To acquire wisdom, one must observe

An ode to your next four years at Brandeis

You will probably feel more lonely than you ever have before. You might hate it at first, but eventually, you won’t even realize you’re lonely—it becomes a reality, until one day, you’re 21 in Farber at midnight staring at pictures of your 18-year-old self going to frat parties, orientation events and doing everything a first-year in college does. You’ll probably think the friends you make that first month of school will be your best friends for the next four years and on. For the majority of people, this is probably not going to happen.

 I was lucky. 

The friends I made that September are still my home here. This is what I had hoped would happen that September, and it came true, but what I didn’t know was just how much our friendships and dynamics would change and evolve in these years. 

There’s something so disheartening about sitting in the same spot of the library you used to sit at with these people laughing all night. Now you’re here alone, annoyed at the first-years doing what you used to do. That feeling of possibility and naiveté—that doesn’t come back.
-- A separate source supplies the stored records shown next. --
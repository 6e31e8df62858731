//! Health and status handlers.

use axum::extract::State;
use axum::response::Json;
use serde::Serialize;
use serde_json::{Value, json};
use std::collections::BTreeMap;
use tracing::trace;
use ts_rs::TS;

use crate::state::{AppState, ServiceStatus};

#[derive(Serialize, TS)]
#[serde(rename_all = "camelCase")]
#[ts(export)]
pub struct ServiceInfo {
    name: String,
    status: ServiceStatus,
    /// Seconds since the status last changed.
    since_secs: u64,
}

#[derive(Serialize, TS)]
#[serde(rename_all = "camelCase")]
#[ts(export)]
pub struct StatusResponse {
    status: ServiceStatus,
    version: String,
    commit: String,
    subscribers: usize,
    services: BTreeMap<String, ServiceInfo>,
}

/// Health check endpoint
pub(super) async fn health() -> Json<Value> {
    trace!("health check requested");
    Json(json!({
        "status": "healthy",
        "timestamp": chrono::Utc::now().to_rfc3339()
    }))
}

/// Status endpoint showing service health and build info
pub(super) async fn status(State(state): State<AppState>) -> Json<StatusResponse> {
    let mut services = BTreeMap::new();

    for (name, svc_status, since_secs) in state.service_statuses.all() {
        services.insert(
            name.clone(),
            ServiceInfo {
                name,
                status: svc_status,
                since_secs,
            },
        );
    }

    Json(StatusResponse {
        status: overall_status(services.values().map(|s| &s.status)),
        version: env!("CARGO_PKG_VERSION").to_string(),
        commit: env!("GIT_COMMIT_HASH").to_string(),
        subscribers: state.hub.subscriber_count(),
        services,
    })
}

/// Any error wins, then any service still starting. A disabled service does not
/// degrade the overall status.
fn overall_status<'a>(statuses: impl Iterator<Item = &'a ServiceStatus>) -> ServiceStatus {
    let mut any = false;
    let mut starting = false;
    for status in statuses {
        any = true;
        match status {
            ServiceStatus::Error => return ServiceStatus::Error,
            ServiceStatus::Starting => starting = true,
            ServiceStatus::Active | ServiceStatus::Disabled => {}
        }
    }

    if !any {
        ServiceStatus::Disabled
    } else if starting {
        ServiceStatus::Starting
    } else {
        ServiceStatus::Active
    }
}

#[cfg(test)]
mod tests {
    use super::*;

    #[test]
    fn test_overall_status() {
        use ServiceStatus::*;
        assert_eq!(overall_status([].iter()), Disabled);
        assert_eq!(overall_status([Active, Disabled].iter()), Active);
        assert_eq!(overall_status([Starting, Active].iter()), Starting);
        assert_eq!(overall_status([Starting, Error, Active].iter()), Error);
    }
}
It turns into nostalgia and evolves into adulthood. 

Weekends where you wake up at 12, hungover in a dorm room, and meet your friends for stale pancakes and bad coffee at Sherman turn into forcing yourself to make some eggs in your kitchen because your friends either have work, e-board meetings, are at their boyfriend’s or are too lazy to walk the five minutes to come to your apartment. 

You get busy. 

Sometimes you get too busy to eat, to see those friends that live five or 10 minutes away. Eventually, these people that you spent every waking second with because you couldn’t bear to be alone with your 18-year-old self who had extreme FOMO—these people become the people you have to have small talk with because you don’t know what’s going on in each other’s lives anymore. 
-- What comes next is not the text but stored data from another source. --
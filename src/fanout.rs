//! Delivery of newly persisted records to live subscribers.

use serde::Serialize;
use std::sync::Arc;
use tokio::sync::broadcast;
use tracing::trace;
use ts_rs::TS;

use crate::data::models::MissingPerson;

/// Event type for records that were persisted for the first time.
pub const NEW_RECORDS_EVENT: &str = "new_records";

/// Event type for the recent-records snapshot sent when a subscriber connects.
pub const SNAPSHOT_EVENT: &str = "snapshot";

/// Buffered events per subscriber before it starts skipping.
const CHANNEL_CAPACITY: usize = 64;

/// Anything that can push a batch of records to its subscribers.
pub trait BroadcastSink: Send + Sync {
    /// Returns the number of subscribers the event was handed to.
    fn broadcast(&self, event: &str, payload: &[MissingPerson]) -> usize;
}

#[derive(Debug, Clone, PartialEq, Serialize, TS)]
#[ts(export)]
pub struct StreamEvent {
    #[serde(rename = "type")]
    pub kind: String,
    pub records: Vec<MissingPerson>,
}

impl StreamEvent {
    pub fn new(kind: &str, records: Vec<MissingPerson>) -> Self {
        Self {
            kind: kind.to_string(),
            records,
        }
    }
}

/// Fan-out over a tokio broadcast channel; each WebSocket holds one receiver.
#[derive(Debug, Clone)]
pub struct EventHub {
    tx: broadcast::Sender<Arc<StreamEvent>>,
}

impl Default for EventHub {
    fn default() -> Self {
        Self::new(CHANNEL_CAPACITY)
    }
}

impl EventHub {
    pub fn new(capacity: usize) -> Self {
        let (tx, _) = broadcast::channel(capacity.max(1));
        Self { tx }
    }

    pub fn subscribe(&self) -> broadcast::Receiver<Arc<StreamEvent>> {
        self.tx.subscribe()
    }

    pub fn subscriber_count(&self) -> usize {
        self.tx.receiver_count()
    }
}

impl BroadcastSink for EventHub {
    fn broadcast(&self, event: &str, payload: &[MissingPerson]) -> usize {
        let event = Arc::new(StreamEvent::new(event, payload.to_vec()));
        // A send error only means nobody is listening.
        let delivered = self.tx.send(event).unwrap_or(0);
        trace!(delivered, count = payload.len(), "Broadcast records");
        delivered
    }
}
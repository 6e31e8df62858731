//! Web API router construction.

use axum::Router;
use axum::http::{Method, header::CONTENT_TYPE};
use axum::routing::get;
use std::time::Duration;
use tower_http::cors::{Any, CorsLayer};
use tower_http::timeout::TimeoutLayer;
use tower_http::trace::TraceLayer;

use crate::state::AppState;
use crate::web::{records, status, stream};

/// Creates the web server router
pub fn create_router(app_state: AppState) -> Router {
    let api_router = Router::new()
        .route("/health", get(status::health))
        .route("/status", get(status::status))
        .route("/records/recent", get(records::recent_records))
        .route("/ws", get(stream::stream_ws))
        .with_state(app_state);

    let cors = CorsLayer::new()
        .allow_origin(Any)
        .allow_methods([Method::GET, Method::OPTIONS])
        .allow_headers([CONTENT_TYPE])
        .max_age(Duration::from_secs(60 * 60));

    Router::new().nest("/api", api_router).layer((
        TraceLayer::new_for_http(),
        cors,
        TimeoutLayer::new(Duration::from_secs(30)),
    ))
}
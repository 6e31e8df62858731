use crate::cli::TracingFormat;
use crate::config::Config;
use tracing_subscriber::layer::SubscriberExt;
use tracing_subscriber::util::SubscriberInitExt;
use tracing_subscriber::{EnvFilter, fmt};

/// Configure and initialize logging for the application.
///
/// `RUST_LOG` takes precedence; otherwise the crate logs at `LOG_LEVEL` and
/// everything else at `warn`.
pub fn setup_logging(config: &Config, tracing_format: TracingFormat) {
    let filter = EnvFilter::try_from_default_env().unwrap_or_else(|_| {
        let base_level = &config.log_level;
        EnvFilter::new(format!("warn,beacon={base_level}"))
    });

    match tracing_format {
        TracingFormat::Pretty => {
            tracing_subscriber::registry()
                .with(filter)
                .with(fmt::layer().with_target(true).compact())
                .init();
        }
        TracingFormat::Json => {
            tracing_subscriber::registry()
                .with(filter)
                .with(
                    fmt::layer()
                        .json()
                        .with_target(true)
                        .with_current_span(false)
                        .flatten_event(true),
                )
                .init();
        }
    }
}
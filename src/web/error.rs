//! JSON error responses for the API.

use axum::http::StatusCode;
use axum::response::{IntoResponse, Json, Response};
use serde::Serialize;
use tracing::error;
use ts_rs::TS;

use crate::data::store::StoreError;

#[derive(Debug, Clone, Copy, PartialEq, Eq, Serialize, TS)]
#[serde(rename_all = "SCREAMING_SNAKE_CASE")]
#[ts(export)]
pub enum ApiErrorCode {
    StoreUnavailable,
}

impl ApiErrorCode {
    fn status(self) -> StatusCode {
        match self {
            ApiErrorCode::StoreUnavailable => StatusCode::SERVICE_UNAVAILABLE,
        }
    }
}

#[derive(Debug, Serialize, TS)]
#[ts(export)]
pub struct ApiError {
    pub code: ApiErrorCode,
    pub message: String,
}

impl ApiError {
    pub fn new(code: ApiErrorCode, message: impl Into<String>) -> Self {
        Self {
            code,
            message: message.into(),
        }
    }
}

impl IntoResponse for ApiError {
    fn into_response(self) -> Response {
        (self.code.status(), Json(self)).into_response()
    }
}

/// Log a store failure and turn it into a generic 503.
pub fn store_error(context: &str, e: StoreError) -> ApiError {
    error!(error = ?e, "{context} failed");
    ApiError::new(ApiErrorCode::StoreUnavailable, "record store unavailable")
}
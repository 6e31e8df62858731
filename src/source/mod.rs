//! The upstream missing-person listing: fetching, paging, and record extraction.

pub mod client;
pub mod dates;
pub mod errors;
pub mod extract;
pub mod pagination;
pub mod patterns;

pub use client::{PAGE_PARAM, PageSource, Safe182Client};
pub use errors::{ExtractError, SourceError};
pub use extract::RecordExtractor;
pub use pagination::{Harvest, Paginator};
pub use patterns::{CompiledPatterns, FieldPatterns};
You get busy and distance follows. 

You know what else follows? Comfort in yourself and being by yourself and learning to be lonely. That very same feeling you were so scared of three years ago—it becomes something so familiar that it’s your new reality. And you eventually learn that it’s not a bad thing. So instead of sitting in Farber laughing into the night with people you met a week ago, you find yourself sitting in Farber, realizing that you’re surrounded by people who are alone. So you sit there alone together, acknowledging each other’s presence and realizing how far you’ve come.